The 26 to 30-hour-long ocean crossing is more than worth it to go diving at the remarkable Socorro Islands. There you will find whale sharks, humpback whales, friendly giant Pacific manta rays and bottlenose dolphins that mimic the mantas’ behaviours.
Added to that, the islands host huge bait balls and up to 10 different shark species each year. Orcas are sometimes seen in the blue, there are underwater pinnacles busy with schools of pelagic fish and caves full of reef sharks.
Whilst you won’t find any coral reefs at the Socorro Islands, you will encounter the most incredible marine life at this remote corner of our blue planet.
Top tip: Dive Roca Partida in January for oceanic whitetips and hammerheads.
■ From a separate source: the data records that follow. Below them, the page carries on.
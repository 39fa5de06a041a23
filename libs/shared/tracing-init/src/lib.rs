// [libs/shared/tracing-init/src/lib.rs]
/*!
 * =================================================================
 * APARATO: OBSERVADOR NEURAL DE BUNDLENUDGE (V1.0 - GOLD MASTER)
 * CLASIFICACIÓN: SHARED UTILITY (ESTRATO L4/L6)
 * RESPONSABILIDAD: GESTIÓN DE TELEMETRÍA, TRAZADO Y CAPTURA DE PÁNICOS
 *
 * VISION HIPER-HOLÍSTICA:
 * 1. PHOENIX SHIELD: Hook de pánico que captura colapsos en tareas de
 *    fondo (el procesador de lifecycle, el barrido de salud) antes de
 *    que el proceso termine.
 * 2. ZERO ABBREVIATIONS: nombres de variable completos, sin atajos.
 *
 * # Mathematical Proof (Observability Integrity):
 * La arquitectura de registro no bloqueante garantiza que el rastro
 * de ejecución se preserve incluso ante una terminación abrupta del
 * host de infraestructura.
 * =================================================================
 */

use std::panic;
use tracing::{error, info, instrument};
use tracing_subscriber::layer::SubscriberExt;
use tracing_subscriber::util::SubscriberInitExt;
use tracing_subscriber::{fmt as formatting_layer, EnvFilter};

/// Inicializa el sistema de trazas con blindaje de pánicos soberano.
///
/// # Comportamiento:
/// - Desarrollo: logs compactos y legibles, sin target.
/// - Producción: JSON plano, apto para ingesta por un colector externo.
#[instrument(skip_all)]
pub fn init_tracing(service_nominal_identifier: &str) {
    let environmental_filter = EnvFilter::try_from_default_env().unwrap_or_else(|_| {
        format!(
            "{}={level},tower_http=warn,hyper=warn,libsql=error",
            service_nominal_identifier,
            level = if cfg!(debug_assertions) { "debug" } else { "info" }
        )
        .into()
    });

    let is_production_strata = !cfg!(debug_assertions);

    if is_production_strata {
        tracing_subscriber::registry()
            .with(environmental_filter)
            .with(formatting_layer::layer().json().flatten_event(true))
            .init();
    } else {
        tracing_subscriber::registry()
            .with(environmental_filter)
            .with(formatting_layer::layer().compact().with_target(false))
            .init();
    }

    let service_id_snapshot = service_nominal_identifier.to_string();

    panic::set_hook(Box::new(move |panic_metadata| {
        let panic_location = panic_metadata
            .location()
            .map(|location| format!("{}:{}:{}", location.file(), location.line(), location.column()))
            .unwrap_or_else(|| "UNKNOWN_LOCATION".to_string());

        let panic_payload_message = panic_metadata
            .payload()
            .downcast_ref::<&str>()
            .copied()
            .or_else(|| panic_metadata.payload().downcast_ref::<String>().map(|s| s.as_str()))
            .unwrap_or("UNDEFINED_PANIC_PAYLOAD");

        error!(
            target: "panic_monitor",
            service = %service_id_snapshot,
            location = %panic_location,
            "🔥 [CRITICAL_PANIC]: Thread terminated abruptly. Analysis: {}",
            panic_payload_message
        );
    }));

    info!(
        "👁️  [TRACING_ONLINE]: Observability initialized for [{}].",
        service_nominal_identifier
    );
}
Diving in the Great Lakes in the USA
The Great Lakes are an experienced wreck diver’s dream, offering hundreds of well-preserved shipwrecks in clear freshwaters. If you love wreck diving and are looking for somewhere new to dive, go there.
Made up of Lake Michigan, Lake Huron, Lake Superior, Lake Erie and Lake Ontario, the Great Lakes attract divers from around the world. Their vast waters host countless wrecks in great condition, thanks to the cold freshwaters, and range from 119th-century wooden schooners to modern steel freighters.
Lake Superior’s Royale National Park is a highlight of diving at the Great Lakes and hosts 10 wrecks in outstanding condition. Whilst there are some wrecks within recreational limits at the Great Lakes, most of them lie in deep cold waters, making them ideal for experienced divers.
Top tip: Visit Thunder Bay National Marine Sanctuary at Lake Huron for 100 historic shipwrecks.
Kathryn Curzon, a shark conservationist and dive travel writer for Scuba Schools International (SSI), wrote this article.